Aim of the exercise: A verbatim copy of all entries is the expected output.

Saved data entries
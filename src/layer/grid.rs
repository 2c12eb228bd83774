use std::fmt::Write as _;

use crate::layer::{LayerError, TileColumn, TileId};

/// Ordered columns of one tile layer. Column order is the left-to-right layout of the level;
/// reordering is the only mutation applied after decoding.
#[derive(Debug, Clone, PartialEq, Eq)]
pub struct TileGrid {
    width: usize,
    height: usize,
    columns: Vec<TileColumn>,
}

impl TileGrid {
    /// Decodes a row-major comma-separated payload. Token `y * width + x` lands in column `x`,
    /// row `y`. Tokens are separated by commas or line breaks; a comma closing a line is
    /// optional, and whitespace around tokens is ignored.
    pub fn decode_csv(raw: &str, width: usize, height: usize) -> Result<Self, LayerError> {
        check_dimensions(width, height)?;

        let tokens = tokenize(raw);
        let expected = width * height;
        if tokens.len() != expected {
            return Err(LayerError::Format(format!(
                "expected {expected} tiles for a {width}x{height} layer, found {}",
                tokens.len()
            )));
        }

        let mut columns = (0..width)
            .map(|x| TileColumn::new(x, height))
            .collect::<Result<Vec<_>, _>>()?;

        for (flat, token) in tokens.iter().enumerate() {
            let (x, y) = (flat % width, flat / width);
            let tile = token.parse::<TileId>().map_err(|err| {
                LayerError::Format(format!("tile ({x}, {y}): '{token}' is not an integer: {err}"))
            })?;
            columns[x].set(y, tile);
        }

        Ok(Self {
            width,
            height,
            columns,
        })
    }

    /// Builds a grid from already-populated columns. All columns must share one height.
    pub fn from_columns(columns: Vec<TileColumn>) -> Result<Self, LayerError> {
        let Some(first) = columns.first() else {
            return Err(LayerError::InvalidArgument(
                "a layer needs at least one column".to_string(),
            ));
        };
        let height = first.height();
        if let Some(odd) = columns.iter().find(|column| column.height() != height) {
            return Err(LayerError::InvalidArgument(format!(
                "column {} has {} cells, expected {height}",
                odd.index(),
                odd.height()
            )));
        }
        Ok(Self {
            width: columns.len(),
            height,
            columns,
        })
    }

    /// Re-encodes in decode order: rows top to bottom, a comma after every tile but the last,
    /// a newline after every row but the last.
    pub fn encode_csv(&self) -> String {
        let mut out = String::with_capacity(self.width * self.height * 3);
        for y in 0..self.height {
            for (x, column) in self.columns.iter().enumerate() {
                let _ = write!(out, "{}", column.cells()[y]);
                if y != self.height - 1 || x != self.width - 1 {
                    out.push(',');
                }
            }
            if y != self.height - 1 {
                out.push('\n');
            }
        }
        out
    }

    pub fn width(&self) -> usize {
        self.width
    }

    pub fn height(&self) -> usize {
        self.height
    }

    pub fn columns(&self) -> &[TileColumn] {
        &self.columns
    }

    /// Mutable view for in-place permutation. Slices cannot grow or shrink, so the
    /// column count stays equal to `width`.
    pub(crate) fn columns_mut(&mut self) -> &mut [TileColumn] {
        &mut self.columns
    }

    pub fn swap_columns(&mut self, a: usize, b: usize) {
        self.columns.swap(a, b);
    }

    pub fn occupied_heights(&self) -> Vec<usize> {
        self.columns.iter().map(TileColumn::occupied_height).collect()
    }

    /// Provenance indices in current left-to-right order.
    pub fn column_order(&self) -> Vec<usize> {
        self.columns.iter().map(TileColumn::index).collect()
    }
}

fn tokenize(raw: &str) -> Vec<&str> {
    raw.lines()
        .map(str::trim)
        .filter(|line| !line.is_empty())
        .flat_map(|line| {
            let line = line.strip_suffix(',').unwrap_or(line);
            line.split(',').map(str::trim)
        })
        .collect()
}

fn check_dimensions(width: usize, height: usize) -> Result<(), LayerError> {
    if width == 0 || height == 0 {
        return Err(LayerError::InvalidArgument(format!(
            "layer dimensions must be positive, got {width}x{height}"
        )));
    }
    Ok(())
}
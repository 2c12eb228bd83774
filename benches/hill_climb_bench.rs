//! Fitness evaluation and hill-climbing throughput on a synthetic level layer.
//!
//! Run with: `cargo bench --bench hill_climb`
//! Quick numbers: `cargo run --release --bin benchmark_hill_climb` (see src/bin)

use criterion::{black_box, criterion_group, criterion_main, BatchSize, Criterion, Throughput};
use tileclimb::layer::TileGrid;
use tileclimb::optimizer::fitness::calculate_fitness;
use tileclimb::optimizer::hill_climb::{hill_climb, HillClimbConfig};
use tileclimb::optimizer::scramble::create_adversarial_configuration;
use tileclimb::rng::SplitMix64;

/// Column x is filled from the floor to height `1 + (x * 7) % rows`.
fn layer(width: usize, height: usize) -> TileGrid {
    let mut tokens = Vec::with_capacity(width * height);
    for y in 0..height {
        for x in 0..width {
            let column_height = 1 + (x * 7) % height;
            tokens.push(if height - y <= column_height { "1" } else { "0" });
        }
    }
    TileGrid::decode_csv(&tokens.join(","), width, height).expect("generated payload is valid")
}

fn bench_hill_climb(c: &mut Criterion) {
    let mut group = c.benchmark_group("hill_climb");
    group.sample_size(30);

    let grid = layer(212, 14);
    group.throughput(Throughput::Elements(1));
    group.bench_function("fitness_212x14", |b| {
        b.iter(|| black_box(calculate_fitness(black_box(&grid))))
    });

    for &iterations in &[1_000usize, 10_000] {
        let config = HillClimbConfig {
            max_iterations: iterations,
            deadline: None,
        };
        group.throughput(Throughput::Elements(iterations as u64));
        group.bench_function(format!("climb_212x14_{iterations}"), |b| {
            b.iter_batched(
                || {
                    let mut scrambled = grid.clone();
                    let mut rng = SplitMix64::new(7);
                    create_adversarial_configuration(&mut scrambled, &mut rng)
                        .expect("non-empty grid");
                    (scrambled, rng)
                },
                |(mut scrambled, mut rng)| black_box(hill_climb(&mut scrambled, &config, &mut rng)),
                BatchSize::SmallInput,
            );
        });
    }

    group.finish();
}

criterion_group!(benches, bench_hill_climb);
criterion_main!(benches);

Exercise output:
filename src/layer/grid.rs
repository 2c12eb228bd83774
use std::fmt::Write as _;

use crate::layer::{LayerError, TileColumn, TileId};

/// Ordered columns of one tile layer. Column order is the left-to-right layout of the level;
/// reordering is the only mutation applied after decoding.
#[derive(Debug, Clone, PartialEq, Eq)]
pub struct TileGrid {
    width: usize,
    height: usize,
    columns: Vec<TileColumn>,
}

impl TileGrid {
    /// Decodes a row-major comma-separated payload. Token `y * width + x` lands in column `x`,
    /// row `y`. Tokens are separated by commas or line breaks; a comma closing a line is
    /// optional, and whitespace around tokens is ignored.
    pub fn decode_csv(raw: &str, width: usize, height: usize) -> Result<Self, LayerError> {
        check_dimensions(width, height)?;

        let tokens = tokenize(raw);
        let expected = width * height;
        if tokens.len() != expected {
            return Err(LayerError::Format(format!(
                "expected {expected} tiles for a {width}x{height} layer, found {}",
                tokens.len()
            )));
        }

        let mut columns = (0..width)
            .map(|x| TileColumn::new(x, height))
            .collect::<Result<Vec<_>, _>>()?;

        for (flat, token) in tokens.iter().enumerate() {
            let (x, y) = (flat % width, flat / width);
            let tile = token.parse::<TileId>().map_err(|err| {
                LayerError::Format(format!("tile ({x}, {y}): '{token}' is not an integer: {err}"))
            })?;
            columns[x].set(y, tile);
        }

        Ok(Self {
            width,
            height,
            columns,
        })
    }

    /// Builds a grid from already-populated columns. All columns must share one height.
    pub fn from_columns(columns: Vec<TileColumn>) -> Result<Self, LayerError> {
        let Some(first) = columns.first() else {
            return Err(LayerError::InvalidArgument(
                "a layer needs at least one column".to_string(),
            ));
        };
        let height = first.height();
        if let Some(odd) = columns.iter().find(|column| column.height() != height) {
            return Err(LayerError::InvalidArgument(format!(
                "column {} has {} cells, expected {height}",
                odd.index(),
                odd.height()
            )));
        }
        Ok(Self {
            width: columns.len(),
            height,
            columns,
        })
    }

    /// Re-encodes in decode order: rows top to bottom, a comma after every tile but the last,
    /// a newline after every row but the last.
    pub fn encode_csv(&self) -> String {
        let mut out = String::with_capacity(self.width * self.height * 3);
        for y in 0..self.height {
            for (x, column) in self.columns.iter().enumerate() {
                let _ = write!(out, "{}", column.cells()[y]);
                if y != self.height - 1 || x != self.width - 1 {
                    out.push(',');
                }
            }
            if y != self.height - 1 {
                out.push('\n');
            }
        }
        out
    }

    pub fn width(&self) -> usize {
        self.width
    }

    pub fn height(&self) -> usize {
        self.height
    }

    pub fn columns(&self) -> &[TileColumn] {
        &self.columns
    }

    /// Mutable view for in-place permutation. Slices cannot grow or shrink, so the
    /// column count stays equal to `width`.
    pub(crate) fn columns_mut(&mut self) -> &mut [TileColumn] {
        &mut self.columns
    }

    pub fn swap_columns(&mut self, a: usize, b: usize) {
        self.columns.swap(a, b);
    }

    pub fn occupied_heights(&self) -> Vec<usize> {
        self.columns.iter().map(TileColumn::occupied_height).collect()
    }

    /// Provenance indices in current left-to-right order.
    pub fn column_order(&self) -> Vec<usize> {
        self.columns.iter().map(TileColumn::index).collect()
    }
}

fn tokenize(raw: &str) -> Vec<&str> {
    raw.lines()
        .map(str::trim)
        .filter(|line| !line.is_empty())
        .flat_map(|line| {
            let line = line.strip_suffix(',').unwrap_or(line);
            line.split(',').map(str::trim)
        })
        .collect()
}

fn check_dimensions(width: usize, height: usize) -> Result<(), LayerError> {
    if width == 0 || height == 0 {
        return Err(LayerError::InvalidArgument(format!(
            "layer dimensions must be positive, got {width}x{height}"
        )));
    }
    Ok(())
}
repository 2c12eb228bd83774
filename benches/hill_climb_bench.rs
//! Fitness evaluation and hill-climbing throughput on a synthetic level layer.
//!
//! Run with: `cargo bench --bench hill_climb`
//! Quick numbers: `cargo run --release --bin benchmark_hill_climb` (see src/bin)

use criterion::{black_box, criterion_group, criterion_main, BatchSize, Criterion, Throughput};
use tileclimb::layer::TileGrid;
use tileclimb::optimizer::fitness::calculate_fitness;
use tileclimb::optimizer::hill_climb::{hill_climb, HillClimbConfig};
use tileclimb::optimizer::scramble::create_adversarial_configuration;
use tileclimb::rng::SplitMix64;

/// Column x is filled from the floor to height `1 + (x * 7) % rows`.
fn layer(width: usize, height: usize) -> TileGrid {
    let mut tokens = Vec::with_capacity(width * height);
    for y in 0..height {
        for x in 0..width {
            let column_height = 1 + (x * 7) % height;
            tokens.push(if height - y <= column_height { "1" } else { "0" });
        }
    }
    TileGrid::decode_csv(&tokens.join(","), width, height).expect("generated payload is valid")
}

fn bench_hill_climb(c: &mut Criterion) {
    let mut group = c.benchmark_group("hill_climb");
    group.sample_size(30);

    let grid = layer(212, 14);
    group.throughput(Throughput::Elements(1));
    group.bench_function("fitness_212x14", |b| {
        b.iter(|| black_box(calculate_fitness(black_box(&grid))))
    });

    for &iterations in &[1_000usize, 10_000] {
        let config = HillClimbConfig {
            max_iterations: iterations,
            deadline: None,
        };
        group.throughput(Throughput::Elements(iterations as u64));
        group.bench_function(format!("climb_212x14_{iterations}"), |b| {
            b.iter_batched(
                || {
                    let mut scrambled = grid.clone();
                    let mut rng = SplitMix64::new(7);
                    create_adversarial_configuration(&mut scrambled, &mut rng)
                        .expect("non-empty grid");
                    (scrambled, rng)
                },
                |(mut scrambled, mut rng)| black_box(hill_climb(&mut scrambled, &config, &mut rng)),
                BatchSize::SmallInput,
            );
        });
    }

    group.finish();
}

criterion_group!(benches, bench_hill_climb);
criterion_main!(benches);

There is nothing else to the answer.